This is part 2 of a series on how to speed up an interpreter written with PyPy
by adding JIT hints to the interpreter. Part 1 described how to control the
extent of tracing. In this post I will describe how to add hints that
influence the optimizer. If applied correctly these techniques can give
really big speedups by pre-computing parts of what happens at runtime. On the other
hand, if applied incorrectly they might lead to code bloat, thus making the
resulting program actually slower.
Background
Before sending the trace to the backend to produce actual machine code, it is
optimized. The optimizer applies a number of techniques to remove or reduce
the number of operations: most of these are well known compiler optimization
techniques, with the difference that it is easier to apply them in a tracing
JIT because it only has to deal with linear traces.
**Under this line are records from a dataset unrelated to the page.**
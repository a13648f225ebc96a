/// Literal encoding for SQL text.
///
/// The only escaping rule is doubling of single quotes inside quoted strings;
/// statements target PostgreSQL with `standard_conforming_strings` on, where
/// backslashes carry no special meaning.
use std::borrow::Cow;
use std::sync::LazyLock;

use regex::Regex;
use serde_json::Value;

static FUNCTION_CALL: LazyLock<Regex> = LazyLock::new(|| {
    Regex::new(r"^[a-zA-Z][a-zA-Z0-9_]*\(.*\)$").expect("function call pattern")
});

/// Whether quoted strings shaped like a function call are passed to SQL as-is.
#[derive(Debug, Clone, Copy, PartialEq, Eq)]
pub enum FunctionCalls {
    /// `now()` is emitted unquoted and evaluated by the backend.
    Verbatim,
    /// Every string is quoted.
    Quote,
}

/// A JSON value that can be rendered as a SQL literal.
#[derive(Debug, Clone, Copy, PartialEq)]
pub enum Literal<'a> {
    Null,
    Bool(bool),
    Int(i64),
    UInt(u64),
    Float(f64),
    Str(&'a str),
    /// Stored as compact JSON text in a jsonb column.
    Object(&'a Value),
}

impl<'a> Literal<'a> {
    /// Classifies a JSON value. Arrays have no literal form and yield `None`.
    pub fn from_json(value: &'a Value) -> Option<Self> {
        match value {
            Value::Null => Some(Literal::Null),
            Value::Bool(b) => Some(Literal::Bool(*b)),
            Value::Number(n) => {
                if let Some(i) = n.as_i64() {
                    Some(Literal::Int(i))
                } else if let Some(u) = n.as_u64() {
                    Some(Literal::UInt(u))
                } else {
                    n.as_f64().map(Literal::Float)
                }
            }
            Value::String(s) => Some(Literal::Str(s)),
            Value::Object(_) => Some(Literal::Object(value)),
            Value::Array(_) => None,
        }
    }

    /// Renders the literal as standalone SQL text.
    pub fn encode(&self, calls: FunctionCalls) -> String {
        let mut buf = super::buffer::SqlBuffer::new();
        buf.push_literal(self, calls);
        buf.coalesce()
    }
}

/// True when the whole string looks like `identifier(...)`.
///
/// Such strings are treated as SQL expressions wherever function calls are
/// allowed, even when the caller meant them as data.
pub fn is_function_call(s: &str) -> bool {
    FUNCTION_CALL.is_match(s)
}

/// Doubles every single quote. Borrows the input when it contains none.
pub fn escape(s: &str) -> Cow<'_, str> {
    if s.contains('\'') {
        Cow::Owned(s.replace('\'', "''"))
    } else {
        Cow::Borrowed(s)
    }
}

#[cfg(test)]
mod tests {
    use super::*;
    use serde_json::json;

    #[test]
    fn test_function_call_detection() {
        assert!(is_function_call("now()"));
        assert!(is_function_call("to_timestamp(1500000000)"));
        assert!(is_function_call("f(x, 'y')"));
        assert!(is_function_call("a_1(()"));
        assert!(!is_function_call("now"));
        assert!(!is_function_call("1now()"));
        assert!(!is_function_call("_x()"));
        assert!(!is_function_call("now() "));
        assert!(!is_function_call("select now()"));
        assert!(!is_function_call("O'Brien"));
    }

    #[test]
    fn test_escape_borrows_when_clean() {
        assert!(matches!(escape("plain"), Cow::Borrowed("plain")));
        assert_eq!(escape("O'Brien"), "O''Brien");
        assert_eq!(escape("''"), "''''");
    }

    #[test]
    fn test_encode_function_call_unquoted() {
        assert_eq!(Literal::Str("now()").encode(FunctionCalls::Verbatim), "now()");
        let once = Literal::Str("now()").encode(FunctionCalls::Verbatim);
        assert_eq!(Literal::Str(&once).encode(FunctionCalls::Verbatim), once);
    }

    #[test]
    fn test_encode_quotes_strings() {
        assert_eq!(
            Literal::Str("O'Brien").encode(FunctionCalls::Verbatim),
            "'O''Brien'"
        );
        assert_eq!(Literal::Str("now()").encode(FunctionCalls::Quote), "'now()'");
        // backslashes and double quotes are left alone
        assert_eq!(
            Literal::Str(r#"a\b"c"#).encode(FunctionCalls::Quote),
            r#"'a\b"c'"#
        );
    }

    #[test]
    fn test_encode_numbers() {
        let v = json!([42, -7, 18446744073709551615u64, 2.5, 1e-7]);
        let encoded: Vec<String> = v
            .as_array()
            .unwrap()
            .iter()
            .map(|n| Literal::from_json(n).unwrap().encode(FunctionCalls::Quote))
            .collect();
        assert_eq!(
            encoded,
            vec!["42", "-7", "18446744073709551615", "2.5", "0.0000001"]
        );
    }

    #[test]
    fn test_encode_object_as_json_text() {
        let v = json!({"name": "O'Brien", "n": 1});
        let lit = Literal::from_json(&v).unwrap();
        assert_eq!(
            lit.encode(FunctionCalls::Verbatim),
            r#"'{"name":"O''Brien","n":1}'"#
        );
    }

    #[test]
    fn test_from_json_rejects_arrays() {
        assert!(Literal::from_json(&json!([1, 2])).is_none());
        assert_eq!(Literal::from_json(&json!(null)), Some(Literal::Null));
        assert_eq!(Literal::from_json(&json!(true)), Some(Literal::Bool(true)));
    }
}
Among the techniques:
In some places it turns out that if the interpreter author rewrites some parts
of the interpreter with these optimizations in mind the traces that are produced
by the optimizer can be vastly improved.
In this post I will describe two hints that allow the interpreter author to
increase the optimization opportunities for constant folding. For constant
folding to work, two conditions need
to be met:
- the arguments of an operation actually need to all be constant,
i.e. statically known by the optimizer
- the operation needs to be pure, i.e. always yield the same result given
the same arguments.
The PyPy JIT generator automatically detects the majority of these conditions.
However, for the cases in which the automatic detection does not work, the
interpreter author can apply hints to improve the optimization
opportunities. There is one kind of hint for both of the conditions above.
Note: These hints are written by an interpreter developer and applied to the
RPython source of the interpreter. Normal Python users will never see them.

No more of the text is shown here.